We caught up with BioMarin Pharmaceutical Executive Director Mary O’Donovan at the DIA Annual Meeting after her panel discussion with representatives from the FDA and the rare disease patient community about patient-centered drug development.

BioMarin’s focus is on treatments for rare diseases, often fewer than 5,000 patients, so gaining additional insight by including the voice of the patient is essential to the company’s drug development plans, O’Donovan says. She notes the importance of incorporating the patient voice into clinical development as early as possible.

“My hope is that there are opportunities for patient organizations…to provide their input and opportunity to speak with the FDA prior to the end of Phase II, that really is the most important time, before the pivotal study is performed, so that the appropriate endpoint is collected and the appropriate degree of evidence of safety and efficacy is collected.”

The benefit-risk assessment is the bedrock of the FDA’s drug approval process, and establishing a therapeutic context – the severity of a condition and the current treatment options – is an important aspect of that assessment. Patients are uniquely positioned to inform understanding of this therapeutic context, according to FDA Director of Strategic Programs Theresa Mullin, who was on O’Donovan’s DIA panel.

Mullin noted that the FDA previously has not had a systematic way of collecting this information from patients. The current mechanisms for obtaining patient input are limited to specific applications under review.

PDUFA V placed a large emphasis on patient-centered drug development and included steps toward better communication between sponsors and patients, which Mullin views as a “real move forward for the patient community.”

Mullins lists several new learnings through its patient-focused drug development initiatives:

  • Patients with serious chronic disease are experts on what it’s like to live with their conditions
  • For progressive degenerative diseases many patients/parents feel an ideal treatment would at a minimum stop progression of their or their child’s loss of function
  • Patients’ chief complaints may not be factored explicitly into drug development plans, such as including measures of drug benefit planned in trials
  • Patients want to be as active as possible in the work to develop and evaluate new treatments
  • Patients want their experience described using words that they consider to best describe how it feels
  • Patients don’t expect the FDA to address all the gaps in current treatment or current approaches to drug development, but they do want the FDA to help identify the most effective pathway for patients to play a major contributing role in the process.

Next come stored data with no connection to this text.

/// Reasons a reference path is refused at load time.
#[derive(Debug, Clone, PartialEq, thiserror::Error)]
pub enum PathError {
    /// A path needs at least one stroke.
    #[error("reference path has no strokes")]
    NoStrokes,

    /// Every stroke needs a start and an end.
    #[error("stroke {stroke} has {count} checkpoint(s), at least 2 are required")]
    TooFewCheckpoints { stroke: usize, count: usize },

    /// Two adjacent checkpoints share a position (zero-length segment).
    #[error("stroke {stroke}: checkpoints {index} and {} coincide", .index + 1)]
    CoincidentCheckpoints { stroke: usize, index: usize },

    /// A coordinate is NaN or infinite.
    #[error("stroke {stroke}: checkpoint {index} has a non-finite coordinate")]
    NonFinite { stroke: usize, index: usize },

    /// Consecutive checkpoints are further apart than the matching radius,
    /// so a steady trace could fall between them.
    #[error("stroke {stroke}: gap {gap:.3} after checkpoint {index} is not below tolerance {tolerance:.3}")]
    TooSparse {
        stroke: usize,
        index: usize,
        gap: f32,
        tolerance: f32,
    },
}

/// Invalid recognizer options.
#[derive(Debug, Clone, PartialEq, thiserror::Error)]
pub enum ConfigError {
    #[error("tolerance_radius must be a positive finite number, got {0}")]
    ToleranceRadius(f32),

    #[error("start_tolerance must be a positive finite number, got {0}")]
    StartTolerance(f32),

    #[error("max_forward_skip must be at least 1")]
    MaxForwardSkip,
}

/// Failure while turning a JSON document into a usable path or config.
#[derive(Debug, thiserror::Error)]
pub enum LoadError {
    #[error("JSON error: {0}")]
    Json(#[from] serde_json::Error),

    #[error("invalid path: {0}")]
    Path(#[from] PathError),

    #[error("invalid config: {0}")]
    Config(#[from] ConfigError),

    /// A point was neither `[x, y]` nor `[x, y, z]`.
    #[error("stroke {stroke}: point {index} has {len} coordinate(s), expected 2 or 3")]
    PointArity { stroke: usize, index: usize, len: usize },
}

As far as next steps, the FDA wants to advance the science of patient input by developing a more systematic way of collecting patient experience.

The FDA will hold public meetings to discuss the next reauthorization for PDUFA. There is hope from both the FDA and industry that PDUFA VI will take further steps to find better ways to incorporate the patient voice into clinical development.

What would you like PDUFA VI to include to better incorporate the patient’s voice in clinical development?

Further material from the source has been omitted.